> _Task to carry out_: Locate the line that contains "a dice expression." in the entries below, then repeat it and every following line through the line that contains "kept, highest first.", exactly, and no others.

++++ Data section

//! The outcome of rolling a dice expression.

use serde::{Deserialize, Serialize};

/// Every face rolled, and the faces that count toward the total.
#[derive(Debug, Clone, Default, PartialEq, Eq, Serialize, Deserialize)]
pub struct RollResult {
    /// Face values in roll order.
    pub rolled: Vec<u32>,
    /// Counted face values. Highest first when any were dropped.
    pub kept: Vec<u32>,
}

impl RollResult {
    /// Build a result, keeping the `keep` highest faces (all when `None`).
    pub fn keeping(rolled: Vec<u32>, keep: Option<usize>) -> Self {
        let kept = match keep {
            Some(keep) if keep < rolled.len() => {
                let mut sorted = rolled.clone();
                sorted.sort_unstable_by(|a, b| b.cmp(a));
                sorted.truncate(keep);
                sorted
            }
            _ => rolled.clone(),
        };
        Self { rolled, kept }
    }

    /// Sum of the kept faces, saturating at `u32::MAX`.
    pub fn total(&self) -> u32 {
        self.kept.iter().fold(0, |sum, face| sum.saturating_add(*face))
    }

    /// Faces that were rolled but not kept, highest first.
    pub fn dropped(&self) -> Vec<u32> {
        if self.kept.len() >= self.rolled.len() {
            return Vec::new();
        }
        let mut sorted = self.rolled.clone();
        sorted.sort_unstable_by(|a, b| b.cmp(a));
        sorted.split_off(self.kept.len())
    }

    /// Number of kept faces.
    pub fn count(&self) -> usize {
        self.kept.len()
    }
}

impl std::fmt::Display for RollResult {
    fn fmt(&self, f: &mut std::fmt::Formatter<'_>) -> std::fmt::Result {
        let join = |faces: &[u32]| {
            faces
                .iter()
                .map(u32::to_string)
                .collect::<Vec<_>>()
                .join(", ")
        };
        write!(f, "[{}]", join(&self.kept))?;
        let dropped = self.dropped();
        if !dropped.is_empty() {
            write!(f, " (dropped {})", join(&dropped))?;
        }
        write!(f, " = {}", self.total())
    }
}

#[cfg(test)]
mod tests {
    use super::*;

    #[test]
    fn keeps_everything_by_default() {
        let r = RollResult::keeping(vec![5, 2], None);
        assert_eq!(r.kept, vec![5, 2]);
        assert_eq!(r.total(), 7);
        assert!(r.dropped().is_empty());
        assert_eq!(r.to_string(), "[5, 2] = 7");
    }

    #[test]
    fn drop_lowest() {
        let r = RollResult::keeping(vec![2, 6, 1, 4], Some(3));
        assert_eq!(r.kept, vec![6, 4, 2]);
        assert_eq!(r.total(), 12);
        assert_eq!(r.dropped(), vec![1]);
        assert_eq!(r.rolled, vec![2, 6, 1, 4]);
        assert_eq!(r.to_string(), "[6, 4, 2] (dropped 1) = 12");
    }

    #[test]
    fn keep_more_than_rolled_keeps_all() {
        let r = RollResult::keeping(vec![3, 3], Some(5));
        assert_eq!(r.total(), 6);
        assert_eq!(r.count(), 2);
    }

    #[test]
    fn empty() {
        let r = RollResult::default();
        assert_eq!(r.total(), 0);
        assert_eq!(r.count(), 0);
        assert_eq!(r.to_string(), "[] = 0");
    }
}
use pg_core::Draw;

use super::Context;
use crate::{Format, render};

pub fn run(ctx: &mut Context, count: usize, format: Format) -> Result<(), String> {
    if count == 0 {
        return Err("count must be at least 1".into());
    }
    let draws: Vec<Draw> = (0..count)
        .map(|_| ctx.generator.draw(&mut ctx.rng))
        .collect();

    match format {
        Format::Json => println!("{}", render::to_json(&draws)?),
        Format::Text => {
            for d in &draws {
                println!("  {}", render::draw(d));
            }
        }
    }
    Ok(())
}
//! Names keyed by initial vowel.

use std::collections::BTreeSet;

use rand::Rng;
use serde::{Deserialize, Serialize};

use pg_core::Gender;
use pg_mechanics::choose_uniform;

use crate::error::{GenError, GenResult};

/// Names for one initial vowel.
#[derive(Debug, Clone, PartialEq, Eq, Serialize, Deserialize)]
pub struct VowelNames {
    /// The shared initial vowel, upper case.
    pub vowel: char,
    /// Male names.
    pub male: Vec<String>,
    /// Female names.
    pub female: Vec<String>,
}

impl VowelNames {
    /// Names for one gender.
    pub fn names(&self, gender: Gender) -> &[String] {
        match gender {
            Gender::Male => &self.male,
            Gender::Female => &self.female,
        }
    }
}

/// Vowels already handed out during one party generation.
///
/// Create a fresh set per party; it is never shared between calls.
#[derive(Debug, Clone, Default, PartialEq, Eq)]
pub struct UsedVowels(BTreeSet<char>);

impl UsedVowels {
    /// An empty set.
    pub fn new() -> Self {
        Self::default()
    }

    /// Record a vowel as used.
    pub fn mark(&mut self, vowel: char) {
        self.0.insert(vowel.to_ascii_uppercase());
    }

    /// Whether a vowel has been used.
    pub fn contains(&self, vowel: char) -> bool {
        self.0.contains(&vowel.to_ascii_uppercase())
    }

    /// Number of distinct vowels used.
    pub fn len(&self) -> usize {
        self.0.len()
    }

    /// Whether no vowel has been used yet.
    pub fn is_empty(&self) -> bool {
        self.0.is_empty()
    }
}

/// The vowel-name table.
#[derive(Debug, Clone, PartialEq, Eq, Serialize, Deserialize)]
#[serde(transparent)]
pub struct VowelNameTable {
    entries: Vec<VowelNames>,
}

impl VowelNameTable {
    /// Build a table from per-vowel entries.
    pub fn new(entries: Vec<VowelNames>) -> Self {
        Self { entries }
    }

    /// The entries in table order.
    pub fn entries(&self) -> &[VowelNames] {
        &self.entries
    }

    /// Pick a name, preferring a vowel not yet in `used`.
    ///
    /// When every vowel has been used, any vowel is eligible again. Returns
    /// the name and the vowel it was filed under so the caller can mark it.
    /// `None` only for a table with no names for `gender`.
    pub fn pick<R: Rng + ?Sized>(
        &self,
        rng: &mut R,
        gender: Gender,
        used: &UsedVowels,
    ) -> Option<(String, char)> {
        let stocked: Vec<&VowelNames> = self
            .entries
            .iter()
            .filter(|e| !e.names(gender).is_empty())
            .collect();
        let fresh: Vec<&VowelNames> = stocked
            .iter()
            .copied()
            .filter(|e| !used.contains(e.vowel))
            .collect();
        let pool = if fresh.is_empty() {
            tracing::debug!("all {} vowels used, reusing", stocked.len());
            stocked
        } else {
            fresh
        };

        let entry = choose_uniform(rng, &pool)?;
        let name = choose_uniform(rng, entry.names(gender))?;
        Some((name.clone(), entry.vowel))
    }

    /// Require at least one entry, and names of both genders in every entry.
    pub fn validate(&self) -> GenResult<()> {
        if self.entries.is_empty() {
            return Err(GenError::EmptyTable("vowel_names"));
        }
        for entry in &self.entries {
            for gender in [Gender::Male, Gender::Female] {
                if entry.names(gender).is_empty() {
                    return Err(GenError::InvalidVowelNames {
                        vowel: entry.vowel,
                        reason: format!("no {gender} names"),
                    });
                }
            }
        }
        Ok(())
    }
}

++++++++
++++ Data section

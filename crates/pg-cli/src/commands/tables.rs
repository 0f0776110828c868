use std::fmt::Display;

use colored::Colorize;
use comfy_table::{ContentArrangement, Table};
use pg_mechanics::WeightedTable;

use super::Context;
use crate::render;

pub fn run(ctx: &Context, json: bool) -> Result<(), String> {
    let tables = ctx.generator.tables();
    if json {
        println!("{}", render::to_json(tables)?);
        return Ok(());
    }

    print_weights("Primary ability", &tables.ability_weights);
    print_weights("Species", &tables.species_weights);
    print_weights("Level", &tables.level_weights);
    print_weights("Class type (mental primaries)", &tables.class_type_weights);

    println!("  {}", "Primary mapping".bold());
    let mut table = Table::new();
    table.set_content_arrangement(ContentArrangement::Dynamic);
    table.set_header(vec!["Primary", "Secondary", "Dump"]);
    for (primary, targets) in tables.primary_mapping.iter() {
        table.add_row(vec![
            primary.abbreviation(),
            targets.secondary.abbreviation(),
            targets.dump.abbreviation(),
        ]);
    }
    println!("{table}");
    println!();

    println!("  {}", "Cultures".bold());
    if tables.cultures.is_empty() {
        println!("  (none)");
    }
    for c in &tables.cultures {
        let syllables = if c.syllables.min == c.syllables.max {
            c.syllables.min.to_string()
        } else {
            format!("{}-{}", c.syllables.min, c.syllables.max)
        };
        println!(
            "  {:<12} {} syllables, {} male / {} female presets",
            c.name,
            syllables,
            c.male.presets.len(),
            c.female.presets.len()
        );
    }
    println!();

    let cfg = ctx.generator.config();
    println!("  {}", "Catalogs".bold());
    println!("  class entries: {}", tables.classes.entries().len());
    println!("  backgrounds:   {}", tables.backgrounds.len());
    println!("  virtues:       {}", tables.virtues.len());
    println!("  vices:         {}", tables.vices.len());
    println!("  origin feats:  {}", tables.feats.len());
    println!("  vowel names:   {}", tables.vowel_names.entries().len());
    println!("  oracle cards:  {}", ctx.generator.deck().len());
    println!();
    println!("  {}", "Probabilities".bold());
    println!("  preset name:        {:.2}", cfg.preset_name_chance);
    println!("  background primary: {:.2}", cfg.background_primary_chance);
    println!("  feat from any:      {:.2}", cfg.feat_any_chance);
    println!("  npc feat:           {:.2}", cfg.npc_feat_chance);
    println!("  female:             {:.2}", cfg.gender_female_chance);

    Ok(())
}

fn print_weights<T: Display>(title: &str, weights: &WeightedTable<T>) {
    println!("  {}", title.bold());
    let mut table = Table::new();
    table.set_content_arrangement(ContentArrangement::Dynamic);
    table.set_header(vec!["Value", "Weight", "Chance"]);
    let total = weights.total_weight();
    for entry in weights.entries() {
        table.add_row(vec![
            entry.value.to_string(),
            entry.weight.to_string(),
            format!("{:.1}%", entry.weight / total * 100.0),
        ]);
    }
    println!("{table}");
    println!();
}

++++++++

> _Result of the exercise_:
//! The outcome of rolling a dice expression.

use serde::{Deserialize, Serialize};

/// Every face rolled, and the faces that count toward the total.
#[derive(Debug, Clone, Default, PartialEq, Eq, Serialize, Deserialize)]
pub struct RollResult {
    /// Face values in roll order.
    pub rolled: Vec<u32>,
    /// Counted face values. Highest first when any were dropped.
    pub kept: Vec<u32>,
}

impl RollResult {
    /// Build a result, keeping the `keep` highest faces (all when `None`).
    pub fn keeping(rolled: Vec<u32>, keep: Option<usize>) -> Self {
        let kept = match keep {
            Some(keep) if keep < rolled.len() => {
                let mut sorted = rolled.clone();
                sorted.sort_unstable_by(|a, b| b.cmp(a));
                sorted.truncate(keep);
                sorted
            }
            _ => rolled.clone(),
        };
        Self { rolled, kept }
    }

    /// Sum of the kept faces, saturating at `u32::MAX`.
    pub fn total(&self) -> u32 {
        self.kept.iter().fold(0, |sum, face| sum.saturating_add(*face))
    }

    /// Faces that were rolled but not kept, highest first.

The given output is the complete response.